I'm not sure how a more technical proof would go, but basically, any multiple root is going to be at a point where the polynomial touches, but does not cross, the x-axis. (Ok, so that's not always true.) Then the polynomial would have to be flat, and have a slope of zero at that point. Or did you already know all that?

Not taking a math class for the past year has not been good for me.

Haha, yeah I know that stuff.

It's just.. Some sort of proof involved that I must have missed during class.

Oh, never mind then. I have a feeling that I probably proved this at one point, but I don't remember how.

Wait, I might have something. If you express a polynomial with multiple roots as product of several terms of (x-c)ⁿ, where c is the root and n is the multiplicity, like x²(x-3)², you can just write out the general form of such a polynomial. Then you can take the derivative, and show that it will always have the same roots, because the derivative will contain the term n(x-c)^n-1 multiplied by a bunch of other stuff. It might get a little messy, because of the product rule, but it's doable.

I hope you're working with real roots only?

Uhh, I found it eventually in my textbook..

Here it is, if anyone else wants to know:

[Since if P'(a) would mean a double root, we'll try to prove that P'(a) = 0
Since P(x) = 0 has a double root at x = a, and can therefore be written as

P(x) = (x-a)²Q(x)

Therefore,

P'(x) = (x-a)²Q'(x) + Q(x).2(x-a)
P'(x) = (x-a)[(x-a)Q'(x) + 2Q(x)]

P'(a) = (a-a)[(a-a)Q'(a) + 2Q(a)]
P'(a) = 0 x 2Q(a)
P'(a) = 0

As required.

...

Or you could just do that. I guess I wasted all that time editing my post while I was finding the answer.

But hey, at least I can feel good about the fact that my mathematical skills still exist. Also, my version works in a more general case.

:(

Sorry. I didn't see your edit.

It was too late anyway. But I'm glad you figured it out.

I really really really need help on multiplying rational expressions of all kinds (binomials and trinomials in all numerators and divisors) and simplifying them. Help me please?

Give an example, and I'll help.

A few examples would be these:

7 over 6p^2+q divided by 14 over 18p^2+3q

6x+6 over 5 divided by 3x+3 over 10

Edit: I didnt give a trinomial example, heres one

x^2-25 over 2x-2 divided by x^2+10x+25 over x^2+4x-5

That helped me a lot, but what if in the trinomial, say the term usually containing x^2 (forgot the name of that term), has an exponent of 3 or a whole number multiplied to it bigger than 1?

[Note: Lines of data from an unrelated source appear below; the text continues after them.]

//! User settings for Tally
//!
//! Settings are stored as pretty JSON in `config.json`. Every field has a
//! default so older or hand-edited files keep loading.

use serde::{Deserialize, Serialize};

use super::paths::TallyPaths;
use crate::auth::encoding::PasswordScheme;
use crate::error::TallyError;

/// User settings for Tally
#[derive(Debug, Clone, Serialize, Deserialize)]
pub struct Settings {
    /// Schema version for migration support
    #[serde(default = "default_schema_version")]
    pub schema_version: u32,

    /// How passwords are encoded before they reach the credential store
    #[serde(default)]
    pub password_scheme: PasswordScheme,

    /// Currency symbol used when printing amounts
    #[serde(default = "default_currency")]
    pub currency_symbol: String,

    /// Seed the review queue with the demo rows when it is first created
    #[serde(default = "default_seed_demo")]
    pub seed_demo_transactions: bool,
}

fn default_schema_version() -> u32 {
    1
}

fn default_currency() -> String {
    "₹".to_string()
}

fn default_seed_demo() -> bool {
    true
}

impl Default for Settings {
    fn default() -> Self {
        Self {
            schema_version: default_schema_version(),
            password_scheme: PasswordScheme::default(),
            currency_symbol: default_currency(),
            seed_demo_transactions: default_seed_demo(),
        }
    }
}

impl Settings {
    /// Load settings from disk, or fall back to defaults if the file doesn't exist
    pub fn load_or_create(paths: &TallyPaths) -> Result<Self, TallyError> {
        let settings_path = paths.settings_file();

        if !settings_path.exists() {
            return Ok(Settings::default());
        }

        let contents = std::fs::read_to_string(&settings_path)
            .map_err(|e| TallyError::Io(format!("Failed to read settings file: {}", e)))?;

        serde_json::from_str(&contents)
            .map_err(|e| TallyError::Config(format!("Failed to parse settings file: {}", e)))
    }

    /// Save settings to disk
    pub fn save(&self, paths: &TallyPaths) -> Result<(), TallyError> {
        paths.ensure_directories()?;

        let contents = serde_json::to_string_pretty(self)
            .map_err(|e| TallyError::Config(format!("Failed to serialize settings: {}", e)))?;

        std::fs::write(paths.settings_file(), contents)
            .map_err(|e| TallyError::Io(format!("Failed to write settings file: {}", e)))?;

        Ok(())
    }
}

#[cfg(test)]
mod tests {
    use super::*;
    use tempfile::TempDir;

    #[test]
    fn test_default_settings() {
        let settings = Settings::default();
        assert_eq!(settings.password_scheme, PasswordScheme::Base64);
        assert_eq!(settings.currency_symbol, "₹");
        assert!(settings.seed_demo_transactions);
    }

    #[test]
    fn test_save_and_load() {
        let temp_dir = TempDir::new().unwrap();
        let paths = TallyPaths::with_base_dir(temp_dir.path().to_path_buf());

        let settings = Settings {
            password_scheme: PasswordScheme::Argon2,
            currency_symbol: "$".into(),
            ..Settings::default()
        };
        settings.save(&paths).unwrap();

        let loaded = Settings::load_or_create(&paths).unwrap();
        assert_eq!(loaded.password_scheme, PasswordScheme::Argon2);
        assert_eq!(loaded.currency_symbol, "$");
    }

    #[test]
    fn test_partial_file_uses_defaults() {
        let temp_dir = TempDir::new().unwrap();
        let paths = TallyPaths::with_base_dir(temp_dir.path().to_path_buf());
        std::fs::write(paths.settings_file(), r#"{"currency_symbol": "€"}"#).unwrap();

        let loaded = Settings::load_or_create(&paths).unwrap();
        assert_eq!(loaded.currency_symbol, "€");
        assert_eq!(loaded.schema_version, 1);
        assert!(loaded.seed_demo_transactions);
    }

    #[test]
    fn test_corrupt_file_is_config_error() {
        let temp_dir = TempDir::new().unwrap();
        let paths = TallyPaths::with_base_dir(temp_dir.path().to_path_buf());
        std::fs::write(paths.settings_file(), "not json").unwrap();

        let err = Settings::load_or_create(&paths).unwrap_err();
        assert!(matches!(err, TallyError::Config(_)));
    }
}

How do you mean? I think in the stuff you're working with, it should all be factorable, still. If it's not, you can just leave it as it is, and it ends up as part of your answer.

nevermind, I figured that part out. But now im having trouble with a fraction. 3x over 6 does not reduce does it? would it be x over 2? Because I get completely different answers with both. Sometimes when you do more complicated math, you forget the easiest I guess

It does reduce, but you should still be getting the same answer with both. It's prolly better to reduce before going on, it simplifies things.

You're right *forehead smack* DURRRR

Shush, you.

*Criticises her partner's choice of paper, but stares happily at his handwriting.*

NEVERMIND. Stupid me.

Okay so I have a set S containing two elements and a set T containing 3 elements and f:S->T. Since this is one-to-one an inverse can be defined right?

No. That seems to be the definition of not one-to-one.

Here are some arbitrary values plugged in...

S: { a, b, c }
T: { x, y }

f(a) -> x
f(b) -> y
f(c) -> x

f^-1(x) = THE UNIVERSE EXPLODES OH GOD WHAT HAVE YOU DONE.

No but I'm mapping from 2 elements to 3 elements. S={1,2} T={A,B,C}.
So, f(1)=A
f(2)=B

Oh, I read that wrong. You're right. Unless you mean any element from T as part of the domain. Then it cannot.

I'm not sure what you intended by "since" in "Since this is one-to-one". If you meant that the mapping is necessarily 1-1, then think again. You could have f(1)=A, f(2)=A.

If you meant "I am also specifying" a 1-1 relationship, then you're nearly there. There will be an inverse, but it only defined over the range of f, not the whole of T. In your example, it is only defined for {A,B}. Since nothing maps to C, there is no inverse available.

(i.e. what Blake said, just spelling it out a bit more.)